The kidneys lie posteriorly within the upper quadrants of the abdomen. The kidneys regulate fluid and electrolyte levels in the body through filtration, reabsorption, and secretion of water and electrolytes. Water is excreted in the form of urine. The bladder, located below the symphysis pubis, collects the urine for elimination.
The development of the kidneys begins early in gestation but is not complete until near the end of the first year of life. Until the epithelial cells of the nephrons assume a mature flat shape, filtration and absorption are poor. The loop of Henle gradually elongates, which increases the infant’s ability to concentrate urine, as seen by fewer wet diapers near the first year of life. Increasing bladder capacity also contributes to decreased frequency of voiding. The infant’s bladder capacity is 15 to 20 ml (0.5 to 0.7 oz), compared with 600 to 800 ml (20 to 27 oz) in the adult. The size of the kidneys varies with size and age. The kidneys of infants and children are relatively large in comparison with those of adults and are more susceptible to trauma because of their size.

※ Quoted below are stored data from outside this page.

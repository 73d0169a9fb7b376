//! Error types for the sealbox-prefs crate.
//!
//! All preference operations return [`PrefsError`] via [`PrefsResult`].

use thiserror::Error;

/// Alias for `Result<T, PrefsError>`.
pub type PrefsResult<T> = Result<T, PrefsError>;

/// Errors that can occur in the preference store.
#[derive(Debug, Error)]
pub enum PrefsError {
    /// SQLite operation failed.
    #[error("sqlite error: {0}")]
    Sqlite(#[from] rusqlite::Error),

    /// A text set could not be encoded or decoded as JSON.
    #[error("json error: {0}")]
    Json(#[from] serde_json::Error),

    /// The database was written by a newer build.
    #[error("schema version {found} is newer than supported version {supported}")]
    UnsupportedSchema { found: u32, supported: u32 },

    /// The namespace identifier is not usable (e.g. empty).
    #[error("invalid namespace: {0:?}")]
    InvalidNamespace(String),

    /// A stored row carries a value kind this build does not understand.
    #[error("unknown value kind {kind:?} for key {key:?}")]
    UnknownKind { key: String, kind: String },

    /// The connection mutex was poisoned by a panicking writer.
    #[error("connection lock poisoned: {0}")]
    Poisoned(String),
}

Equipment for Assessment of Abdomen
▪ Warm stethoscope
▪ Warm hands
▪ Short fingernails
Preparation
Ask the parent or child about a family history of gastrointestinal or genitourinary tract disorders and about the child’s prenatal history (maternal hydramnios is associated with intestinal atresia), mother’s lifestyle during pregnancy, and child’s growth. Inquire about whether the child had imperforate anus, failure to pass meconium, cleft palate or lip, difficulty in feeding, prolonged jaundice, or abdominal wall disorders (e.g., omphalocele or hernia) as a neonate. Ask if the child has had problems with feeding, such as anorexia, vomiting, or regurgitation, or if the child has engaged in fasting or dieting (see Chapter 7 and Chapter 24 for more information about assessment of eating disorders). If the child has had emesis or regurgitation, determine the time of occurrence, frequency, type (Table 17-1), amount, and force (nonprojectile or projectile). (See Table 17-2 for types of vomiting and associated etiologies). Inquire about whether the child has had pain (frequency, intensity, type, location; Table 17-3), itching (location), sleeplessness, swelling, tendency to bruise, thirst, dry mouth, unexplained fever, food allergies, sensitivity to diapers, or alterations in bowel movements or urinary elimination patterns. If there is a problem with bowel movements, inquire about the frequency, amount, consistency, quality, and color of stool (Table 17-4; Table 17-5); use of laxatives and enemas; recent camping trips; and presence of dogs, cats, or turtles. If there are alterations in the pattern of urinary elimination, determine what they are and when they began. If problems with urination or bowel movements occur in toddlers, explore what these problems mean to parents. In the school-age child who experiences recurrent abdominal pain, explore possible stressors and responses to stressors. Inquire about body piercings, tatoos, and environmental factors such as daycare, crowded living conditions, and sharing of utensils and other personal items. When making inquiries of parents regarding bowel habits and vomiting, it is important to avoid asking “Does your child vomit?” or “Does your child have constipation or diarrhea?” because studies suggest that understanding of these terms varies. There is a tendency, for example, with bowel movements, to define diarrhea and constipation by frequency, rather than by consistency of the stool.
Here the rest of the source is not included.